Июльские события не могли остановить развитие революции. После них процесс левения масс ускорился и Временное правительство вместе с поддерживавшими его партиями все больше теряло опору среди населения. В этих условиях буржуазия, требовавшая установления «сильной власти», способной, по словам того же Милюкова, «провести хирургическую операцию» и навсегда избавить страну от большевистской опасности, выдвинула на роль Кавеньяка генерала Корнилова. Получив поддержку на так называемом Государственном совещании, которое В. И. Ленин, точно выражая его сущность, назвал «коронацией контрреволюции», Корнилов потребовал передачи ему всей гражданской и военной власти и двинул войска на революционную столицу. Однако сыграть роль Кавеньяка Корнилову не удалось.

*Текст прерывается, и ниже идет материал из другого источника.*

//! The declaration automaton
//!
//! [`DeclarationScanner`] consumes its input one character at a time, one
//! physical line at a time. After the characters of a line it applies the
//! end-of-line rule (a line with content must leave the automaton in an
//! accepting state) and then feeds a synthetic `'\n'` so that a completed
//! declaration can hand over to the next one. After the last line the
//! end-of-input rule is applied once more.
//!
//! Duplicate detection is interleaved with the transitions: the identifier
//! being read is checked against the declared names at the character that
//! ends it, and recorded only once the declaration is confirmed by `;` or
//! `=`.
//!
//! # Example
//!
//! ```
//! use declcheck::scanner::DeclarationScanner;
//!
//! let mut scanner = DeclarationScanner::new();
//! let result = scanner.scan_str("int x;\nint x;\n");
//! assert!(!result.is_success());
//! assert_eq!(result.duplicate_name(), "x");
//! ```

use super::cursor::ScanCursor;
use super::errors::ScanError;
use super::result::AnalysisResult;
use super::state::{is_whitespace, CharClass, ScannerState};
use rustc_hash::FxHashSet;
use std::mem;
use tracing::{debug, info, trace};

/// Character-by-character validator for variable declarations.
///
/// One instance runs one scan at a time; [`scan`](Self::scan) resets it
/// first, so it may be reused for later inputs.
#[derive(Debug, Default)]
pub struct DeclarationScanner {
    state: ScannerState,
    cursor: ScanCursor,
    pending_type: String,
    pending_identifier: String,
    declared: FxHashSet<String>,
    failure: Option<ScanError>,
}

impl DeclarationScanner {
    pub fn new() -> Self {
        let mut scanner = Self::default();
        scanner.reset();
        scanner
    }

    /// Return every field to its initial value.
    pub fn reset(&mut self) {
        self.state = ScannerState::AwaitingType;
        self.cursor = ScanCursor::start();
        self.pending_type.clear();
        self.pending_identifier.clear();
        self.declared.clear();
        self.failure = None;
    }

    /// Scan a whole source given as physical lines (terminators stripped).
    pub fn scan<I, S>(&mut self, lines: I) -> AnalysisResult
    where
        I: IntoIterator<Item = S>,
        S: AsRef<str>,
    {
        self.reset();

        let outcome = self.run(lines);

        match &outcome {
            Ok(()) => info!(
                declarations = self.declared.len(),
                lines = self.cursor.line - 1,
                "scan succeeded"
            ),
            Err(err) => info!(error = %err, "scan failed"),
        }

        AnalysisResult::from(outcome)
    }

    fn run<I, S>(&mut self, lines: I) -> Result<(), ScanError>
    where
        I: IntoIterator<Item = S>,
        S: AsRef<str>,
    {
        for line in lines {
            self.feed_line(line.as_ref())?;
        }
        self.finish()
    }

    /// Scan text held in memory.
    ///
    /// Lines are split on `'\n'` the way a line reader does: a trailing
    /// terminator does not produce an extra empty line, and a `'\r'` before
    /// it stays in the line as ordinary whitespace.
    pub fn scan_str(&mut self, text: &str) -> AnalysisResult {
        self.scan(text.split_terminator('\n'))
    }

    /// Feed one physical line, then the synthetic line terminator.
    ///
    /// Once the scanner has failed, every further call returns the same
    /// error without consuming anything.
    pub fn feed_line(&mut self, line: &str) -> Result<(), ScanError> {
        self.check_not_failed()?;

        self.cursor.column = 0;
        let mut has_content = false;

        for ch in line.chars() {
            if !is_whitespace(ch) {
                has_content = true;
            }
            self.step(ch)?;
            self.cursor.advance_column();
        }

        self.end_of_line(has_content)?;
        self.step('\n')?;
        self.cursor.next_line();
        Ok(())
    }

    /// Apply the end-of-input rule.
    pub fn finish(&mut self) -> Result<(), ScanError> {
        self.check_not_failed()?;

        if self.state.is_accepting() {
            Ok(())
        } else {
            self.fail(ScanError::UnexpectedEndOfInput {
                location: self.cursor,
            })
        }
    }

    pub fn state(&self) -> ScannerState {
        self.state
    }

    pub fn cursor(&self) -> ScanCursor {
        self.cursor
    }

    /// Names of every declaration confirmed so far.
    pub fn declared_names(&self) -> &FxHashSet<String> {
        &self.declared
    }

    pub fn pending_type(&self) -> &str {
        &self.pending_type
    }

    pub fn pending_identifier(&self) -> &str {
        &self.pending_identifier
    }

    /// The error that stopped the scan, if any.
    pub fn failure(&self) -> Option<&ScanError> {
        self.failure.as_ref()
    }

    fn check_not_failed(&self) -> Result<(), ScanError> {
        match &self.failure {
            Some(err) => Err(err.clone()),
            None => Ok(()),
        }
    }

    /// A line with content may only end where a declaration may end.
    fn end_of_line(&mut self, has_content: bool) -> Result<(), ScanError> {
        debug!(
            line = self.cursor.line,
            state = ?self.state,
            has_content,
            "end of line"
        );

        if has_content && !self.state.is_accepting() {
            return self.fail(ScanError::MissingTerminator {
                location: self.cursor,
            });
        }
        Ok(())
    }

    /// Consume one character.
    fn step(&mut self, ch: char) -> Result<(), ScanError> {
        let from = self.state;
        let outcome = self.transition(ch, CharClass::of(ch));
        trace!(
            line = self.cursor.line,
            column = self.cursor.column,
            ch = ?ch,
            ?from,
            to = ?self.state,
            "step"
        );
        outcome
    }

    fn transition(&mut self, ch: char, class: CharClass) -> Result<(), ScanError> {
        match self.state {
            ScannerState::AwaitingType => match class {
                CharClass::Whitespace | CharClass::Newline => Ok(()),
                CharClass::NameStart => {
                    self.start_type(ch);
                    Ok(())
                }
                _ => self.unexpected(ch),
            },

            ScannerState::ReadingType => match class {
                CharClass::Whitespace => {
                    self.state = ScannerState::AwaitingIdentifier;
                    Ok(())
                }
                c if c.continues_name() => {
                    self.pending_type.push(ch);
                    Ok(())
                }
                // A type cannot end directly on ';' or '='
                _ => self.unexpected(ch),
            },

            ScannerState::AwaitingIdentifier => match class {
                CharClass::Whitespace => Ok(()),
                CharClass::NameStart => {
                    self.pending_identifier.clear();
                    self.pending_identifier.push(ch);
                    self.state = ScannerState::ReadingIdentifier;
                    Ok(())
                }
                _ => self.unexpected(ch),
            },

            ScannerState::ReadingIdentifier => match class {
                c if c.continues_name() => {
                    self.pending_identifier.push(ch);
                    Ok(())
                }
                CharClass::Whitespace | CharClass::Newline => {
                    self.check_duplicate()?;
                    self.state = ScannerState::AwaitingTerminatorOrAssign;
                    Ok(())
                }
                CharClass::Terminator => {
                    self.check_duplicate()?;
                    self.commit_identifier();
                    self.complete_declaration();
                    Ok(())
                }
                CharClass::Assign => {
                    self.check_duplicate()?;
                    self.commit_identifier();
                    self.state = ScannerState::ReadingExpression;
                    Ok(())
                }
                _ => self.unexpected(ch),
            },

            ScannerState::AwaitingTerminatorOrAssign => match class {
                CharClass::Whitespace => Ok(()),
                CharClass::Terminator => {
                    self.commit_identifier();
                    self.complete_declaration();
                    Ok(())
                }
                CharClass::Assign => {
                    self.commit_identifier();
                    self.state = ScannerState::ReadingExpression;
                    Ok(())
                }
                _ => self.unexpected(ch),
            },

            // Expressions are opaque up to ';' but may not cross a line break
            ScannerState::ReadingExpression => match class {
                CharClass::Terminator => {
                    self.complete_declaration();
                    Ok(())
                }
                CharClass::Newline => self.unexpected(ch),
                _ => Ok(()),
            },

            ScannerState::DeclarationComplete => match class {
                CharClass::Whitespace => Ok(()),
                CharClass::Newline => {
                    self.state = ScannerState::AwaitingType;
                    Ok(())
                }
                CharClass::NameStart => {
                    self.start_type(ch);
                    Ok(())
                }
                _ => self.unexpected(ch),
            },

            ScannerState::Error => self.check_not_failed(),
        }
    }

    fn start_type(&mut self, first: char) {
        self.pending_type.clear();
        self.pending_type.push(first);
        self.state = ScannerState::ReadingType;
    }

    fn check_duplicate(&mut self) -> Result<(), ScanError> {
        if self.declared.contains(&self.pending_identifier) {
            return self.fail(ScanError::DuplicateVariable {
                name: self.pending_identifier.clone(),
                location: self.cursor,
            });
        }
        Ok(())
    }

    fn commit_identifier(&mut self) {
        let name = mem::take(&mut self.pending_identifier);
        debug!(
            line = self.cursor.line,
            type_name = %self.pending_type,
            name = %name,
            "declared"
        );
        self.declared.insert(name);
    }

    fn complete_declaration(&mut self) {
        self.pending_type.clear();
        self.state = ScannerState::DeclarationComplete;
    }

    fn unexpected(&mut self, ch: char) -> Result<(), ScanError> {
        let err = ScanError::SyntaxError {
            found: ch,
            state: self.state,
            location: self.cursor,
        };
        self.fail(err)
    }

    fn fail(&mut self, err: ScanError) -> Result<(), ScanError> {
        self.state = ScannerState::Error;
        self.failure = Some(err.clone());
        Err(err)
    }
}
//! Render functions for the viewer panes

pub mod report;
pub mod source;
pub mod status;

pub use report::render_report_pane;
pub use source::render_source_pane;
pub use status::render_status_bar;
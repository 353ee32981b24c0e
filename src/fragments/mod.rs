//! UI Fragments
//! 共通の親を持たない独立した UI 部品。ストアを注入され、mount 時に購読し drop で解除する。

pub mod cart_badge;
pub mod cart_sidebar;
pub mod filter_panel;
pub mod product_grid;

pub use cart_badge::CartBadge;
pub use cart_sidebar::CartSidebar;
pub use filter_panel::FilterPanel;
pub use product_grid::ProductGrid;
//! 商品グリッド
//! フィルタ条件の変更を購読して表示対象を導出し直す

use std::sync::{Arc, PoisonError, RwLock};

use tracing::warn;

use crate::bus::Subscription;
use crate::cart::CartStore;
use crate::filter::FilterStore;
use crate::models::{AddOutcome, Product};

pub struct ProductGrid {
    filters: Arc<FilterStore>,
    cart: Arc<CartStore>,
    visible_ids: Arc<RwLock<Vec<String>>>,
    _subscription: Subscription,
}

impl ProductGrid {
    pub fn mount(filters: Arc<FilterStore>, cart: Arc<CartStore>) -> Self {
        let visible_ids = Arc::new(RwLock::new(ids_of(filters.visible())));

        let sink = Arc::clone(&visible_ids);
        let source = Arc::downgrade(&filters);
        let subscription = filters.subscribe(move |_| {
            if let Some(filters) = source.upgrade() {
                let ids = ids_of(filters.visible());
                *sink.write().unwrap_or_else(PoisonError::into_inner) = ids;
            }
        });

        Self {
            filters,
            cart,
            visible_ids,
            _subscription: subscription,
        }
    }

    /// 表示中の商品（表示順）
    pub fn products(&self) -> Vec<&Product> {
        let catalog = self.filters.catalog();
        let ids = self.visible_ids.read().unwrap_or_else(PoisonError::into_inner);
        let products = ids.iter().filter_map(|id| catalog.find(id)).collect();
        products
    }

    pub fn len(&self) -> usize {
        self.visible_ids
            .read()
            .unwrap_or_else(PoisonError::into_inner)
            .len()
    }

    pub fn is_empty(&self) -> bool {
        self.len() == 0
    }

    /// 在庫切れ・未知の商品は追加しない
    pub fn add_to_cart(&self, id: &str) -> Option<AddOutcome> {
        let product = match self.filters.catalog().find(id) {
            Some(product) => product,
            None => {
                warn!(id, "Add to cart for unknown product");
                return None;
            }
        };
        if !product.in_stock {
            warn!(id, "Add to cart for out-of-stock product ignored");
            return None;
        }
        Some(self.cart.add_item(product))
    }

    pub fn quantity_in_cart(&self, id: &str) -> u32 {
        self.cart.quantity_of(id)
    }
}

fn ids_of(products: Vec<&Product>) -> Vec<String> {
    products.into_iter().map(|p| p.id.clone()).collect()
}
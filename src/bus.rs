//! Change notification bus
//! 1トピック・最後の値が勝つスナップショット型の購読 (subscribe / notify)

use std::sync::{Arc, Mutex, PoisonError, Weak};

use tracing::debug;

type Listener<T> = Arc<dyn Fn(&Arc<T>) + Send + Sync>;

struct Registry<T> {
    next_id: u64,
    listeners: Vec<(u64, Listener<T>)>,
}

/// 購読者へ新しいスナップショットを配る
pub struct Notifier<T> {
    registry: Arc<Mutex<Registry<T>>>,
}

impl<T: Send + Sync + 'static> Notifier<T> {
    pub fn new() -> Self {
        Self {
            registry: Arc::new(Mutex::new(Registry {
                next_id: 0,
                listeners: Vec::new(),
            })),
        }
    }

    /// 購読を登録する。返り値の `Subscription` を drop すると解除される。
    pub fn subscribe<F>(&self, listener: F) -> Subscription
    where
        F: Fn(&Arc<T>) + Send + Sync + 'static,
    {
        let id = {
            let mut registry = self.registry.lock().unwrap_or_else(PoisonError::into_inner);
            let id = registry.next_id;
            registry.next_id += 1;
            registry.listeners.push((id, Arc::new(listener)));
            id
        };
        debug!(subscription = id, "Subscribed");

        let weak: Weak<Mutex<Registry<T>>> = Arc::downgrade(&self.registry);
        Subscription {
            id,
            detach: Some(Box::new(move || {
                if let Some(registry) = weak.upgrade() {
                    registry
                        .lock()
                        .unwrap_or_else(PoisonError::into_inner)
                        .listeners
                        .retain(|(listener_id, _)| *listener_id != id);
                    debug!(subscription = id, "Unsubscribed");
                }
            })),
        }
    }

    /// 全購読者に通知する
    ///
    /// ロックを外してから呼ぶので、listener の中で subscribe / 状態読み出しをしてもよい。
    pub fn notify(&self, value: &Arc<T>) {
        let listeners: Vec<Listener<T>> = self
            .registry
            .lock()
            .unwrap_or_else(PoisonError::into_inner)
            .listeners
            .iter()
            .map(|(_, listener)| Arc::clone(listener))
            .collect();

        for listener in listeners {
            listener(value);
        }
    }

    pub fn subscriber_count(&self) -> usize {
        self.registry
            .lock()
            .unwrap_or_else(PoisonError::into_inner)
            .listeners
            .len()
    }
}

impl<T: Send + Sync + 'static> Default for Notifier<T> {
    fn default() -> Self {
        Self::new()
    }
}

/// 購読ハンドル（fragment の mount 中だけ保持する）
pub struct Subscription {
    id: u64,
    detach: Option<Box<dyn FnOnce() + Send + Sync>>,
}

impl Subscription {
    pub fn id(&self) -> u64 {
        self.id
    }

    pub fn unsubscribe(self) {
        drop(self);
    }
}

impl Drop for Subscription {
    fn drop(&mut self) {
        if let Some(detach) = self.detach.take() {
            detach();
        }
    }
}

impl std::fmt::Debug for Subscription {
    fn fmt(&self, f: &mut std::fmt::Formatter<'_>) -> std::fmt::Result {
        f.debug_struct("Subscription").field("id", &self.id).finish()
    }
}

В. И. Ленин подчеркивал, что «исключительно от стойкости и бдительности, от силы революционных рабочих России зависит то, победа или поражение ждет русских Кавеньяков…»[26]. Это подтвердил разгром корниловщины. Под руководством большевистской партии не менее 60 тыс. красногвардейцев, солдат, матросов встали на защиту Петрограда стеной, о которую разбились волны контрреволюции. Корниловский мятеж был подавлен без единого выстрела. А вскоре восставшим народом во главе с пролетариатом и его партией была сметена власть буржуазии.